A super estimulação dopaminérgica afeta negativamente o ritmo circadiano, ciclo natural de sono e vigília do corpo. O uso prolongado de luz e dispositivos eletrônicos antes de dormir, por exemplo, inibe a produção de melatonina, o hormônio que regula o sono. Isso interfere diretamente na qualidade do sono e prejudica a recuperação e o restabelecimento da homeostase durante a noite, levando a problemas como insônia, fadiga e baixa capacidade de concentração no dia seguinte. Ainda que poucas pessoas levem em consideração, dormir é um dos processos mais importantes para a regulação de todo o corpo. Quando esse ciclo é perturbado, o equilíbrio hormonal, o sistema imunológico e o metabolismo sofrem, resultando em uma série de complicações para a saúde como irritabilidade, falta de foco e concentração, cansaço crônico, falta de motivação, dificuldade de aprendizado e desejo por alimentos ricos em açúcares. Um adulto deve ter entre 7 e 9 horas de descanso por noite para garantir a qualidade do organismo como um todo.

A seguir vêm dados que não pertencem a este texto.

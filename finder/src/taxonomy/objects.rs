//! Main-object selection over localized vision objects.

use crate::models::{DetectedObject, ItemType};

#[rustfmt::skip]
const FASHION_OBJECTS: &[&str] = &[
    // shoes
    "footwear", "shoe", "boot", "sneaker", "high heels", "sandal",
    // clothing
    "clothing", "outerwear", "dress", "coat", "jacket", "shirt", "t-shirt",
    "pants", "jeans", "skirt", "shorts", "trousers", "sweater", "hoodie",
    "suit", "top", "blouse",
    // bags
    "bag", "handbag", "backpack", "luggage", "briefcase", "wallet", "purse",
    // accessories
    "tie", "bow tie", "hat", "cap", "glasses", "sunglasses", "watch", "jewelry",
    "necklace", "bracelet", "ring", "earrings", "scarf", "glove", "belt",
];

const SHOE_WORDS: &[&str] = &["shoe", "footwear", "boot", "sneaker", "heel"];
const BAG_WORDS: &[&str] = &["bag", "purse", "handbag", "backpack"];

fn name_has(object: &DetectedObject, words: &[&str]) -> bool {
    let name = object.name.to_lowercase();
    words.iter().any(|w| name.contains(w))
}

fn by_score_desc(objects: &mut [&DetectedObject]) {
    objects.sort_by(|a, b| {
        b.score
            .partial_cmp(&a.score)
            .unwrap_or(std::cmp::Ordering::Equal)
    });
}

/// Pick the object the image is most likely about.
///
/// Shoes win over bags, which win over any other fashion object. Without a
/// fashion object the highest-scoring object is returned.
pub fn find_main_object(objects: &[DetectedObject]) -> Option<&DetectedObject> {
    let mut fashion: Vec<&DetectedObject> = objects
        .iter()
        .filter(|o| name_has(o, FASHION_OBJECTS))
        .collect();

    if fashion.is_empty() {
        let mut all: Vec<&DetectedObject> = objects.iter().collect();
        by_score_desc(&mut all);
        return all.first().copied();
    }

    by_score_desc(&mut fashion);

    let chosen = fashion
        .iter()
        .find(|o| name_has(o, SHOE_WORDS))
        .or_else(|| fashion.iter().find(|o| name_has(o, BAG_WORDS)))
        .or_else(|| fashion.first())
        .copied();

    if let Some(object) = chosen {
        tracing::debug!(name = %object.name, score = object.score, "Selected main object");
    }
    chosen
}

/// Item type suggested by an object name.
pub fn item_type_hint(object: &DetectedObject) -> ItemType {
    if name_has(object, SHOE_WORDS) {
        ItemType::Chaussure
    } else if name_has(object, BAG_WORDS) {
        ItemType::Sac
    } else if name_has(object, FASHION_OBJECTS) {
        ItemType::Vetement
    } else {
        ItemType::Default
    }
}
pub mod dictionary;
mod extractor;
mod objects;

pub use extractor::{expand_compound_items, extract};
pub use objects::{find_main_object, item_type_hint};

Com o tempo, a super estimulação dopaminérgica também prejudica nossa capacidade de tomar decisões e exercer autocontrole. A dopamina afeta diretamente as partes do cérebro responsáveis por essas funções. Quando estamos habituados a procurar e receber constantemente recompensas rápidas, nossa habilidade de refletir antes de agir, planejar a longo prazo e resistir a impulsos imediatos se deteriora. Isso explica, por exemplo, porque pode ser tão difícil reduzir o tempo nas redes sociais, sites adultos, comprar online ou controlar desejos alimentares. Esse processo afeta diretamente a homeostase mental, pois a capacidade de regular nossas emoções e comportamentos está comprometida, levando a mais desequilíbrios no corpo. No dia a dia esse processo pode gerar desconfortos e influência negativas nas relações interpessoais.
Com o tempo a super estimulação faz com que situações que antes eram prazerosas se tornem indesejáveis e entediantes e isso num primeiro momento pode deixar o indivíduo confuso e gerar sentimentos de culpa ou de não compreensão do que realmente está acontecendo em sua vida, dependendo do tipo de estímulo as pessoas podem perder o interesse por atividades como esportes, conversas, relacionamentos e autocuidado o que aos poucos gera um isolamento crescente e pode acarretar em vários transtornos. Restaurar o equilíbrio em uma sociedade onde somos bombardeados por estímulos dopaminérgicos é desafiador e exige uma abordagem consciente e atenta. O primeiro passo é reconhecer que precisamos reajustar nossa relação com os estímulos modernos, entender a importância e relevância de cada uma dessas fontes de estimulo e avaliar o que há ou não de positivo. Isso pode incluir reduzir o tempo de tela, adotar uma alimentação mais equilibrada e buscar formas de prazer em atividades menos intensivas em dopamina, como exercícios físicos e meditação e entender que no início a tarefa pode parecer extremamente desafiadora e assustadora, mas essa nova abordagem em pouco tempo traz uma outra visualização da vida com sentimentos reais de felicidade e pertencimento. Ao regular a exposição a esses estímulos e priorizar hábitos mais saudáveis, nosso corpo pode voltar a equilibrar o sistema dopaminérgico e restaurar a homeostase, promovendo uma saúde mental e física mais estável. Isso é algo que todos nós devemos começar a fazer exatamente agora.